(Dataset entries)
━━━
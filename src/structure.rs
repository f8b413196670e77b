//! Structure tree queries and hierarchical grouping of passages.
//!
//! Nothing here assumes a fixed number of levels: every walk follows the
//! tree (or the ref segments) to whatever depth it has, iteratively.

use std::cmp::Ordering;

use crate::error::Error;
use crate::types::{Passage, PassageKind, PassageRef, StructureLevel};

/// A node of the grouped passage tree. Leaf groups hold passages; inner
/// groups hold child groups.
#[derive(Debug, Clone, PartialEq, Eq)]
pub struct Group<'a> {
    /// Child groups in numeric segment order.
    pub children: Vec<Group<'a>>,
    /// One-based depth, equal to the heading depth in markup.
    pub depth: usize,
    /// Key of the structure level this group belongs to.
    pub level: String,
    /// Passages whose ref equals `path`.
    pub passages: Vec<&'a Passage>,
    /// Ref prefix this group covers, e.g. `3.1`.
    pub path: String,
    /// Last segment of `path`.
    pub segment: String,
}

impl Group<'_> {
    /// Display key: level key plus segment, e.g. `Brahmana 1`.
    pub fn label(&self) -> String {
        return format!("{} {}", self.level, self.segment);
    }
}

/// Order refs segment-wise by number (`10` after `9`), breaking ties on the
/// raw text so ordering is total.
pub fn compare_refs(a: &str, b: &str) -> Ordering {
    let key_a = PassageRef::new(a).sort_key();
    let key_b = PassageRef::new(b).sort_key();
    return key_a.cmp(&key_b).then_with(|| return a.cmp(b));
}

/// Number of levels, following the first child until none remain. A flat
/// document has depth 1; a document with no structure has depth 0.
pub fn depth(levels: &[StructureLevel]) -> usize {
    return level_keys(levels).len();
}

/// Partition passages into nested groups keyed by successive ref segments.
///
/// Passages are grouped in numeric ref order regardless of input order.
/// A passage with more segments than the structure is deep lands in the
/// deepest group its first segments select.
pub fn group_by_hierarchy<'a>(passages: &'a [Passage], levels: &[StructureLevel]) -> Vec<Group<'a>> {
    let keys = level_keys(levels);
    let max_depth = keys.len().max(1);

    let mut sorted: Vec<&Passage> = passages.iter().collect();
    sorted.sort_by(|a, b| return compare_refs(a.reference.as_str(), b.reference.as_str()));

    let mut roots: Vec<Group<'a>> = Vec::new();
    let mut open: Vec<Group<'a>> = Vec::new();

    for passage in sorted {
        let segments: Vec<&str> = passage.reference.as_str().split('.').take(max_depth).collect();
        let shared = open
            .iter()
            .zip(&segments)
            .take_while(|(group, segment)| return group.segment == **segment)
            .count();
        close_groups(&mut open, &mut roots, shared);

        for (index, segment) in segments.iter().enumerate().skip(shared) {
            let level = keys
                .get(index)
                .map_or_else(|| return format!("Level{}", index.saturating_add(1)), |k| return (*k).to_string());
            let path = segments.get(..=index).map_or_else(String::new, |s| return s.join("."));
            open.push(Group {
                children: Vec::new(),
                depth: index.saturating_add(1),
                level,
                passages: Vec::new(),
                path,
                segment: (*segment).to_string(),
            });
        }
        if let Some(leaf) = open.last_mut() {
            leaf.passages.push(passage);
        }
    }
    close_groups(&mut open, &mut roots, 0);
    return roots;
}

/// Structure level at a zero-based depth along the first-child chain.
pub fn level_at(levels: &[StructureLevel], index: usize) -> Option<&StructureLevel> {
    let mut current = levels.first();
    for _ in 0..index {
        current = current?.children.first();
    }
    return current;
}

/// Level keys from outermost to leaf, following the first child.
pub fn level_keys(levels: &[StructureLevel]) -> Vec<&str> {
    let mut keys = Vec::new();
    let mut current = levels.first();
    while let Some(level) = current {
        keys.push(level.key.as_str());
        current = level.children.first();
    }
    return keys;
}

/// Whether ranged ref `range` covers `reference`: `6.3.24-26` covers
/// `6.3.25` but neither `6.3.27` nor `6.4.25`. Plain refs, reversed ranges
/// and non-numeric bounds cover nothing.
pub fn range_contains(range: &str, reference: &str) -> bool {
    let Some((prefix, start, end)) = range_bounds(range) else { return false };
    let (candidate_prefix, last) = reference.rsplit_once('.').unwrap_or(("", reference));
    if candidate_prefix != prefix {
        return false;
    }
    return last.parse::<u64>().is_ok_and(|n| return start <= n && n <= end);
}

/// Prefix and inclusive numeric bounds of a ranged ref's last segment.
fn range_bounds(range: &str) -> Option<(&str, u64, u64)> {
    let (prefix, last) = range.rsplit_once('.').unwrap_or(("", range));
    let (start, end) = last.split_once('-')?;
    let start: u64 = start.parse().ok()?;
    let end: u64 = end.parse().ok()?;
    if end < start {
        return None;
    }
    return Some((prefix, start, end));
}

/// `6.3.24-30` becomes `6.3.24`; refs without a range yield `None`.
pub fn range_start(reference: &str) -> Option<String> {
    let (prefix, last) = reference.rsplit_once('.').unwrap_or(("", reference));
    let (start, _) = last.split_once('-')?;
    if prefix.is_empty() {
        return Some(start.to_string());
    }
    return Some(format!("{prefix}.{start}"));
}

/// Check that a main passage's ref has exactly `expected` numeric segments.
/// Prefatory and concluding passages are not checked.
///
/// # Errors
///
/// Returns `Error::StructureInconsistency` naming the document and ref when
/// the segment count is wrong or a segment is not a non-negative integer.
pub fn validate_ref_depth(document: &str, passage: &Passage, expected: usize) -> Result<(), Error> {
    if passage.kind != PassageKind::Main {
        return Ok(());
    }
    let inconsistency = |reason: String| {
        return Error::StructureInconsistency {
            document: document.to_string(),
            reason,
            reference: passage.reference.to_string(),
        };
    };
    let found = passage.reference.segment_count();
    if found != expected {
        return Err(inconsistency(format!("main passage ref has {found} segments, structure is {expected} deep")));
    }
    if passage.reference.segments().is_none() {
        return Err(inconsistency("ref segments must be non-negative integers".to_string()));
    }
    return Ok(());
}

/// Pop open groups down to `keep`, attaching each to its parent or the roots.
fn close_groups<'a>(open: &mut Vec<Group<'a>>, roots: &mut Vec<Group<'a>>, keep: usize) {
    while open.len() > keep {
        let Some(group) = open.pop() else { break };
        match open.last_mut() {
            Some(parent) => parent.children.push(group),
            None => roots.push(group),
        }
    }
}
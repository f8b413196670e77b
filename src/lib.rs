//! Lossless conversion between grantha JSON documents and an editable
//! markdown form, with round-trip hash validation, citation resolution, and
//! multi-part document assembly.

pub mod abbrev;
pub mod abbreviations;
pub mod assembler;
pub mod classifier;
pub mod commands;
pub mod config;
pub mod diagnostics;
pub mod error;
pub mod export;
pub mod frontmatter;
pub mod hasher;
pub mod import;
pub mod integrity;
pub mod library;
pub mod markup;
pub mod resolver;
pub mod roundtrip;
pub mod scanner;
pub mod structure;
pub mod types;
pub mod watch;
━━━
*Directions for this task*: Output only the count of lines in the data containing "usize".

*Problem solution*: 5